On the same day the Tomahawk missiles went out, the United States was
forced to support a humiliating Security Council statement that pitiably
called Saddam's expulsion of inspectors ''totally unacceptable'' while
dropping previous warnings of ''severest consequences.''

Having announced to the world that he would no longer send bombers out
after Iraq's weapons of mass destruction, Bill Clinton sent missiles out
after Osama bin Laden.

Of course, the bin Laden raid is fully justified on its own terms. When
American embassies are attacked by a terrorist group openly declaring war
on the United States, retaliation is to be expected.

But for six years this administration has pursued a foreign policy of
romantic internationalism, trusting American security to treaties whose
purpose is to abolish all the nastiness of the world - chemical weapons,
nuclear tests, global warming - with the stroke of a pen.

Its only activism has been the injection of American force into two areas
posing no threat whatsoever to the United States (Bosnia and Haiti) and
deepening U.S. involvement in a third sideshow (Somalia). All the while,
it abjured any significant use of force against those posing real and
deadly threats to the United States: North Korea, Iraq, Iran, terrorists.

In 1994, North Korea broke the Nuclear Nonproliferation Treaty and
embarked on nuke building. How did Mr. Clinton react? By agreeing to
supply it indefinitely with free oil while the United States and allies
build for it two (ostensibly safer) $5 billion nuclear reactors in return
for a promise to freeze its weapons program.

It turns out that while taking this gigantic bribe North Korea was
building a huge new nuclear facility inside a mountain.
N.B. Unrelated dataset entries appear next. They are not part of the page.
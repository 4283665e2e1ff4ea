//! Client for the Open Trivia Database (<https://opentdb.com>).
//!
//! Fetches one multiple-choice question per call, base64-encoded on the
//! wire, and hands it to the quiz as a [`ProviderQuestion`].
//!
//! [`ProviderQuestion`]: trivia_core::provider::ProviderQuestion

pub mod client;
pub mod error;

pub use client::{OpenTdbClient, OpenTdbConfig};
pub use error::OpenTdbError;
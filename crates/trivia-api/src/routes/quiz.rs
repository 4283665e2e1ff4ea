//! Routes for the quiz room.

use axum::extract::{Path, State};
use axum::routing::{delete, get, post};
use axum::{Json, Router};
use serde::{Deserialize, Serialize};
use tracing::{info, instrument};
use trivia_core::error::ValidationError;
use trivia_core::id::RecordId;
use trivia_quiz::application::command_handlers;
use trivia_quiz::application::query_handlers::{self, GameView, SessionView};
use trivia_quiz::domain::commands;
use trivia_quiz::domain::question_code::QuestionCode;
use trivia_quiz::domain::session::{AnswerOutcome, Registration};
use uuid::Uuid;

use crate::error::ApiError;
use crate::state::AppState;

/// Request body for POST /users.
#[derive(Debug, Deserialize)]
pub struct RegisterUserRequest {
    /// The player's name.
    pub name: String,
}

/// Response body for POST /users.
#[derive(Debug, Serialize)]
pub struct RegisterUserResponse {
    /// The player's stored identity.
    pub user_id: RecordId,
    /// How the player was seated.
    pub registration: Registration,
}

/// Response body for DELETE /users/{name}.
#[derive(Debug, Serialize)]
pub struct RemoveUserResponse {
    /// Whether the player had a seat.
    pub removed: bool,
}

/// Response body for POST /start-game.
#[derive(Debug, Serialize)]
pub struct StartGameResponse {
    /// The running game.
    pub game_id: RecordId,
    /// Whether an unfinished game of the same players was picked up.
    pub resumed: bool,
    /// The first question put up.
    pub question_code: QuestionCode,
}

/// Request body for POST /answers.
#[derive(Debug, Deserialize)]
pub struct SubmitAnswerRequest {
    /// Who is answering.
    pub user_name: String,
    /// Answer letter, `A` to `D`.
    pub choice: String,
}

/// Response body for POST /answers.
#[derive(Debug, Serialize)]
pub struct SubmitAnswerResponse {
    /// Whether the answer was recorded.
    pub accepted: bool,
    /// Whether it completed the question.
    pub resolved: bool,
    /// Detailed outcome.
    pub outcome: AnswerOutcome,
}

/// Response body for POST /finish-game.
#[derive(Debug, Serialize)]
pub struct FinishGameResponse {
    /// The finished game.
    pub game_id: RecordId,
    /// The unique top scorer, if any.
    pub winner_id: Option<RecordId>,
    /// The winner's name.
    pub winner_name: Option<String>,
    /// Final scores in participant order.
    pub score_vector: Vec<u32>,
}

/// POST /users
#[instrument(skip(state, request), fields(name = %request.name))]
async fn register_user(
    State(state): State<AppState>,
    Json(request): Json<RegisterUserRequest>,
) -> Result<Json<RegisterUserResponse>, ApiError> {
    let name = request.name.trim();
    if name.is_empty() {
        return Err(ValidationError::MissingField("name").into());
    }
    let command = commands::RegisterUser {
        correlation_id: Uuid::new_v4(),
        name: name.to_owned(),
    };

    info!(correlation_id = %command.correlation_id, "handling register_user command");

    let mut session = state.session.lock().await;
    let result =
        command_handlers::handle_register_user(&command, &mut session, &*state.repository).await?;

    Ok(Json(RegisterUserResponse {
        user_id: result.user_id,
        registration: result.registration,
    }))
}

/// DELETE /users/{name}
#[instrument(skip(state))]
async fn remove_user(
    State(state): State<AppState>,
    Path(name): Path<String>,
) -> Json<RemoveUserResponse> {
    let command = commands::RemoveUser {
        correlation_id: Uuid::new_v4(),
        name,
    };

    info!(correlation_id = %command.correlation_id, "handling remove_user command");

    let mut session = state.session.lock().await;
    let removed = command_handlers::handle_remove_user(&command, &mut session);

    Json(RemoveUserResponse { removed })
}

/// POST /start-game
#[instrument(skip(state))]
async fn start_game(State(state): State<AppState>) -> Result<Json<StartGameResponse>, ApiError> {
    let command = commands::StartGame {
        correlation_id: Uuid::new_v4(),
    };

    info!(correlation_id = %command.correlation_id, "handling start_game command");

    let mut session = state.session.lock().await;
    let result =
        command_handlers::handle_start_game(&command, &mut session, state.quiz_context()).await?;

    Ok(Json(StartGameResponse {
        game_id: result.game_id,
        resumed: result.resumed,
        question_code: result.question_code,
    }))
}

/// POST /answers
#[instrument(skip(state, request), fields(user_name = %request.user_name))]
async fn submit_answer(
    State(state): State<AppState>,
    Json(request): Json<SubmitAnswerRequest>,
) -> Result<Json<SubmitAnswerResponse>, ApiError> {
    let command = commands::SubmitAnswer {
        correlation_id: Uuid::new_v4(),
        user_name: request.user_name,
        choice: request.choice,
    };

    info!(correlation_id = %command.correlation_id, "handling submit_answer command");

    let mut session = state.session.lock().await;
    let outcome =
        command_handlers::handle_submit_answer(&command, &mut session, state.quiz_context())
            .await?;

    Ok(Json(SubmitAnswerResponse {
        accepted: outcome.accepted(),
        resolved: outcome == AnswerOutcome::Resolved,
        outcome,
    }))
}

/// POST /finish-game
#[instrument(skip(state))]
async fn finish_game(State(state): State<AppState>) -> Result<Json<FinishGameResponse>, ApiError> {
    let command = commands::FinishGame {
        correlation_id: Uuid::new_v4(),
    };

    info!(correlation_id = %command.correlation_id, "handling finish_game command");

    let mut session = state.session.lock().await;
    let result =
        command_handlers::handle_finish_game(&command, &mut session, state.quiz_context()).await?;
    let (winner_id, winner_name) = result.winner.unzip();

    Ok(Json(FinishGameResponse {
        game_id: result.game_id,
        winner_id,
        winner_name,
        score_vector: result.score_vector,
    }))
}

/// GET /state
async fn session_state(State(state): State<AppState>) -> Json<SessionView> {
    let session = state.session.lock().await;
    Json(query_handlers::get_session_view(&session))
}

/// GET /games/{id}
#[instrument(skip(state))]
async fn get_game(
    State(state): State<AppState>,
    Path(game_id): Path<Uuid>,
) -> Result<Json<GameView>, ApiError> {
    let view = query_handlers::get_game_by_id(RecordId::from(game_id), &*state.repository).await?;
    Ok(Json(view))
}

/// Returns the router for the quiz room.
pub fn router() -> Router<AppState> {
    Router::new()
        .route("/users", post(register_user))
        .route("/users/{name}", delete(remove_user))
        .route("/start-game", post(start_game))
        .route("/answers", post(submit_answer))
        .route("/finish-game", post(finish_game))
        .route("/state", get(session_state))
        .route("/games/{id}", get(get_game))
}
//! Identity-keyed record pools.

use indexmap::map::Entry;
use indexmap::IndexMap;
use tracing::debug;

use crate::error::MockError;

/// An insertion-ordered store of records keyed by identity.
///
/// Records can be added once and never removed. Insertion order is kept so
/// random picks from a seeded mocker are reproducible.
#[derive(Debug)]
pub struct Pool<T> {
    kind: &'static str,
    records: IndexMap<String, T>,
}

impl<T: Clone> Pool<T> {
    /// Create an empty pool. `kind` names the records in errors and logs.
    pub fn new(kind: &'static str) -> Self {
        Self {
            kind,
            records: IndexMap::new(),
        }
    }

    /// Name of the records held in this pool.
    pub fn kind(&self) -> &'static str {
        self.kind
    }

    /// Get the record for `id`.
    pub fn load(&self, id: &str) -> Result<T, MockError> {
        self.records
            .get(id)
            .cloned()
            .ok_or_else(|| MockError::NotFound {
                kind: self.kind,
                id: id.to_string(),
            })
    }

    /// Get the record for `id`, if any.
    pub fn get(&self, id: &str) -> Option<&T> {
        self.records.get(id)
    }

    /// Store a record under a new identity.
    ///
    /// Fails without touching the pool if `id` is already taken.
    pub fn insert(&mut self, id: impl Into<String>, record: T) -> Result<(), MockError> {
        match self.records.entry(id.into()) {
            Entry::Occupied(entry) => Err(MockError::AlreadyExists {
                kind: self.kind,
                id: entry.key().clone(),
            }),
            Entry::Vacant(entry) => {
                debug!("{} pool: registered {}", self.kind, entry.key());
                entry.insert(record);
                Ok(())
            }
        }
    }

    /// Check if an identity is registered.
    pub fn contains(&self, id: &str) -> bool {
        self.records.contains_key(id)
    }

    /// Record at a position in insertion order.
    pub fn get_index(&self, index: usize) -> Option<&T> {
        self.records.get_index(index).map(|(_, record)| record)
    }

    /// Registered identities, in insertion order.
    pub fn ids(&self) -> impl Iterator<Item = &str> {
        self.records.keys().map(|id| id.as_str())
    }

    /// Registered records, in insertion order.
    pub fn values(&self) -> impl Iterator<Item = &T> {
        self.records.values()
    }

    pub fn len(&self) -> usize {
        self.records.len()
    }

    pub fn is_empty(&self) -> bool {
        self.records.is_empty()
    }
}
Add now Iraq. In a televised address to the nation in February, Mr.
Clinton starkly declared what was at stake if Saddam were allowed to build
his weapons of mass destruction: ''If we fail to respond today, Saddam and
all those who would follow in his footsteps will be emboldened tomorrow by
the knowledge that they can act with impunity.''

That was just six months ago. And now? The speech is retracted; the policy
of forcing inspections is dead. Saddam can build his chemical, biological
and nuclear arsenal unmolested.

In the face of these retreats, Mr. Clinton could not remain motionless
after the bombing of two American embassies without forfeiting what little
international credibility he had left. The administration itself
inadvertently made the connection to Iraq when it justified the attack on
the Sudanese factory with the claim that senior Iraqi scientists were
helping to make VX there.

Well, senior Iraqi scientists are making a lot more VX in Iraq. But Mr.
Clinton has given up the idea of raising his hand against these plants, so
Sudan's served as a useful proxy.

Even a proxy attack can be useful if it signals a turning point in Clinton
foreign policy, a decision to no longer permit America to be the doormat
of tyrants. More likely, however, the bin Laden raids will turn out to be
a spasm, a solitary and desperate attempt to divert attention from the
foreign policy of least resistance, and failure.